I want you to know that as a little girl of 5 years, you did make my evenings really entertaining, at a time when we didn't even know anything about television. I have such delightful memories of the process you got me and the rest of the neighbourhood into. 
I remember two men tying the white bed-sheet at a vantage point; my friends all pushing each other to sit in the front row, getting into a nasty spat and maybe crying, only to be pacified by some elder; Mom and her friends buzzing in the kitchen with gossip from the area while frying pakoras; the men of the house and your friends from the area making themselves comfortable in the chairs lined up at the end of the bed-sheet-covered durrie where we were to be seated. And all this in the back yard of the house of a sultry summer evening. 
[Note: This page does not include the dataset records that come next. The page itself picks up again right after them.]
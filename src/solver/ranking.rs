//! Size-based guess ranking
//!
//! A guess partitions the candidates into groups. The size metric looks at
//! the average and the largest group a guess leaves behind, which is cheap
//! enough to evaluate for every permitted guess at every node.

use super::cache::FeedbackCache;
use crate::core::{Feedback, Word};
use rayon::prelude::*;
use std::cmp::Ordering;
use std::sync::atomic::{AtomicUsize, Ordering as AtomicOrdering};

/// Candidate sets at or below this size first look for a perfect splitter
/// among themselves
pub const SMALL_SET: usize = 10;

/// Size metric of one guess over one candidate set
#[derive(Debug, Clone, Copy, PartialEq)]
pub struct GuessScore<'w> {
    pub guess: &'w Word,
    /// Candidates left per outcome, counting an immediate win as an outcome
    pub avg_size: f64,
    /// Largest group the guess can leave
    pub max_size: usize,
    /// Whether the guess is itself a candidate
    pub is_candidate: bool,
}

/// Score `guess` without materialising its groups
///
/// `avg_size = (|C| - self) / (#codes + self)` where `self` is 1 if the guess
/// is a candidate. A self-matching guess finishes that candidate for free, so
/// it counts as its own group of nothing left.
#[must_use]
pub fn score_guess<'w>(cache: &FeedbackCache, candidates: &[&Word], guess: &'w Word) -> GuessScore<'w> {
    let mut counts = [0u32; Feedback::CODE_SPACE];
    let mut is_candidate = false;
    let mut distinct = 0usize;
    let mut max_size = 0u32;

    for &target in candidates {
        if target == guess {
            is_candidate = true;
            continue;
        }

        let count = &mut counts[usize::from(cache.get(guess, target).value())];
        if *count == 0 {
            distinct += 1;
        }
        *count += 1;
        max_size = max_size.max(*count);
    }

    let remaining = candidates.len() - usize::from(is_candidate);
    let outcomes = distinct + usize::from(is_candidate);

    GuessScore {
        guess,
        avg_size: remaining as f64 / outcomes as f64,
        max_size: max_size as usize,
        is_candidate,
    }
}

/// Ranking order: smaller average first, candidates first on ties
#[must_use]
pub fn ranking_order(left: &GuessScore<'_>, right: &GuessScore<'_>) -> Ordering {
    left.avg_size
        .total_cmp(&right.avg_size)
        .then_with(|| right.is_candidate.cmp(&left.is_candidate))
}

/// Shortlists guesses for the tree builder
pub struct GuessRanker<'a> {
    cache: &'a FeedbackCache,
    guesses: &'a [Word],
    evaluations: AtomicUsize,
}

impl<'a> GuessRanker<'a> {
    #[must_use]
    pub const fn new(cache: &'a FeedbackCache, guesses: &'a [Word]) -> Self {
        Self {
            cache,
            guesses,
            evaluations: AtomicUsize::new(0),
        }
    }

    /// Number of guesses scored so far
    #[must_use]
    pub fn evaluations(&self) -> usize {
        self.evaluations.load(AtomicOrdering::Relaxed)
    }

    fn score(&self, candidates: &[&Word], guess: &'a Word) -> GuessScore<'a> {
        self.evaluations.fetch_add(1, AtomicOrdering::Relaxed);
        score_guess(self.cache, candidates, guess)
    }

    /// Pick the guesses worth a full search at this node
    ///
    /// May return fewer than `top_n` results when one is provably optimal
    /// (a perfect splitter, or a best guess whose worst group has two words),
    /// and more than `top_n` when the cut-off falls inside a run of equal
    /// scores. Never more than `hard_max` after widening.
    ///
    /// # Examples
    /// ```
    /// use wordle_tree::core::{Vocabulary, Word};
    /// use wordle_tree::solver::{FeedbackCache, GuessRanker};
    ///
    /// let vocabulary = Vocabulary::new(["crane", "slate", "pious"], ["zzzzz"]).unwrap();
    /// let cache = FeedbackCache::for_vocabulary(&vocabulary);
    /// let ranker = GuessRanker::new(&cache, vocabulary.guesses());
    /// let candidates: Vec<&Word> = vocabulary.solutions().iter().collect();
    ///
    /// // CRANE tells all three apart, so nothing else is considered
    /// let shortlist = ranker.rank_and_shortlist(&candidates, 6, 50);
    /// assert_eq!(shortlist.len(), 1);
    /// assert_eq!(shortlist[0].guess.text(), "crane");
    /// ```
    #[allow(clippy::float_cmp)]
    pub fn rank_and_shortlist(
        &self,
        candidates: &[&'a Word],
        top_n: usize,
        hard_max: usize,
    ) -> Vec<GuessScore<'a>> {
        if candidates.len() <= SMALL_SET {
            let perfect = candidates
                .iter()
                .map(|&guess| self.score(candidates, guess))
                .find(|score| score.max_size == 1);
            if let Some(score) = perfect {
                return vec![score];
            }
        }

        let mut scores: Vec<GuessScore<'a>> = self
            .guesses
            .par_iter()
            .map(|guess| self.score(candidates, guess))
            .collect();
        scores.sort_by(ranking_order);

        let Some(best) = scores.first() else {
            return scores;
        };

        let keep = (top_n + 1).min(scores.len());
        let len = if best.max_size == 2 {
            // Every group then needs at most two more guesses
            1
        } else if keep >= 2 && scores[keep - 2].avg_size == scores[keep - 1].avg_size {
            let cut = scores[keep - 1].avg_size;
            let tied = scores.partition_point(|score| score.avg_size <= cut);
            tied.min(hard_max)
        } else {
            top_n
        };

        scores.truncate(len);
        scores
    }
}

#[cfg(test)]
mod tests {
    use super::*;
    use crate::core::Vocabulary;

    fn refs(words: &[Word]) -> Vec<&Word> {
        words.iter().collect()
    }

    /// Five words with no letters in common: every candidate leaves the
    /// other four in a single group
    fn mono_vocabulary(extra: &[&str]) -> Vocabulary {
        Vocabulary::new(["bbbbb", "ccccc", "ddddd", "eeeee", "fffff"], extra.iter().copied()).unwrap()
    }

    #[test]
    fn score_counts_groups() {
        let vocabulary = mono_vocabulary(&["bcxyz"]);
        let cache = FeedbackCache::for_vocabulary(&vocabulary);
        let candidates = refs(vocabulary.solutions());

        // {b}, {c}, {d, e, f}
        let score = score_guess(&cache, &candidates, vocabulary.get("bcxyz").unwrap());
        assert!((score.avg_size - 5.0 / 3.0).abs() < 1e-12);
        assert_eq!(score.max_size, 3);
        assert!(!score.is_candidate);
    }

    #[test]
    fn score_self_match_counts_as_outcome() {
        let vocabulary = mono_vocabulary(&[]);
        let cache = FeedbackCache::for_vocabulary(&vocabulary);
        let candidates = refs(vocabulary.solutions());

        // win + {c, d, e, f}: 4 remaining over 2 outcomes
        let score = score_guess(&cache, &candidates, vocabulary.get("bbbbb").unwrap());
        assert!((score.avg_size - 2.0).abs() < 1e-12);
        assert_eq!(score.max_size, 4);
        assert!(score.is_candidate);
    }

    #[test]
    fn shortcut_skips_full_vocabulary() {
        let vocabulary =
            Vocabulary::new(["crane", "slate", "pious"], ["zzzzz", "yyyyy", "xxxxx"]).unwrap();
        let cache = FeedbackCache::for_vocabulary(&vocabulary);
        let ranker = GuessRanker::new(&cache, vocabulary.guesses());
        let candidates = refs(vocabulary.solutions());

        let shortlist = ranker.rank_and_shortlist(&candidates, 6, 50);

        assert_eq!(shortlist.len(), 1);
        assert_eq!(shortlist[0].guess.text(), "crane");
        assert_eq!(shortlist[0].max_size, 1);
        // Only CRANE itself was scored
        assert_eq!(ranker.evaluations(), 1);
    }

    #[test]
    fn best_with_max_two_collapses_shortlist() {
        let vocabulary = Vocabulary::new(
            ["bbbbb", "ccccc", "ddddd", "eeeee"],
            ["bcxyz", "bxyzw"],
        )
        .unwrap();
        let cache = FeedbackCache::for_vocabulary(&vocabulary);
        let ranker = GuessRanker::new(&cache, vocabulary.guesses());
        let candidates = refs(vocabulary.solutions());

        let shortlist = ranker.rank_and_shortlist(&candidates, 3, 50);

        assert_eq!(shortlist.len(), 1);
        assert_eq!(shortlist[0].guess.text(), "bcxyz");
        assert_eq!(shortlist[0].max_size, 2);
        // Four candidates tried for the shortcut, then all six guesses
        assert_eq!(ranker.evaluations(), 4 + 6);
    }

    #[test]
    fn no_tie_keeps_top_n() {
        let vocabulary = mono_vocabulary(&["bcxyz", "bxyzw"]);
        let cache = FeedbackCache::for_vocabulary(&vocabulary);
        let ranker = GuessRanker::new(&cache, vocabulary.guesses());
        let candidates = refs(vocabulary.solutions());

        let shortlist = ranker.rank_and_shortlist(&candidates, 1, 50);

        assert_eq!(shortlist.len(), 1);
        assert_eq!(shortlist[0].guess.text(), "bcxyz");
    }

    #[test]
    fn tie_at_cut_widens_shortlist() {
        let vocabulary = mono_vocabulary(&["bcxyz", "bxyzw"]);
        let cache = FeedbackCache::for_vocabulary(&vocabulary);
        let ranker = GuessRanker::new(&cache, vocabulary.guesses());
        let candidates = refs(vocabulary.solutions());

        // Positions 1 and 2 are both candidates at 2.0, so all five come in
        let shortlist = ranker.rank_and_shortlist(&candidates, 2, 50);
        let texts: Vec<&str> = shortlist.iter().map(|s| s.guess.text()).collect();
        assert_eq!(texts, ["bcxyz", "bbbbb", "ccccc", "ddddd", "eeeee", "fffff"]);

        let capped = ranker.rank_and_shortlist(&candidates, 2, 4);
        assert_eq!(capped.len(), 4);
    }

    #[test]
    fn ties_prefer_candidates() {
        let vocabulary = mono_vocabulary(&["zzzzz"]);
        let candidate = vocabulary.get("bbbbb").unwrap();
        let outsider = vocabulary.get("zzzzz").unwrap();

        let mut scores = vec![
            GuessScore { guess: outsider, avg_size: 2.0, max_size: 3, is_candidate: false },
            GuessScore { guess: candidate, avg_size: 2.0, max_size: 3, is_candidate: true },
            GuessScore { guess: outsider, avg_size: 1.5, max_size: 3, is_candidate: false },
        ];
        scores.sort_by(ranking_order);

        assert!((scores[0].avg_size - 1.5).abs() < 1e-12);
        assert!(scores[1].is_candidate);
        assert!(!scores[2].is_candidate);
    }

    #[test]
    fn ranking_is_deterministic() {
        let vocabulary = mono_vocabulary(&["bcxyz", "bxyzw", "zzzzz"]);
        let cache = FeedbackCache::for_vocabulary(&vocabulary);
        let ranker = GuessRanker::new(&cache, vocabulary.guesses());
        let candidates = refs(vocabulary.solutions());

        let first = ranker.rank_and_shortlist(&candidates, 3, 50);
        let second = ranker.rank_and_shortlist(&candidates, 3, 50);
        assert_eq!(first, second);
    }
}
Soon, with a click and a 'whirr', one of your men from the office would start the cinema projector and there would be this awestruck silence, except for a few coughs and a sneeze, all eyes would be stuck to the screen as the music from the speakers created a magical ambiance. The plate of pakoras would invariably do the rounds; no one but complaining of the pinch of salt gone missing in them. As the projector 'whirred', the movie commenced at a pace we all wished we would have had control over. No one wanted to take a break and we were all impatient as the next spool was being hoisted onto the projector. Again, a lull as the next half of the film started. 
I have forgotten some of the endless films you screened for us but I do remember a couple of them like Hum panchi ek dal ke...Dosti....
Now, when I look back, I feel this initiation into films with you was one of my most cherished feeling. I wish we could still do this even now. I miss sitting on the durrie, eating pakoras, huddled together with friends and watching a movie.

Thank you Dad for giving me these memories I will cherish forever!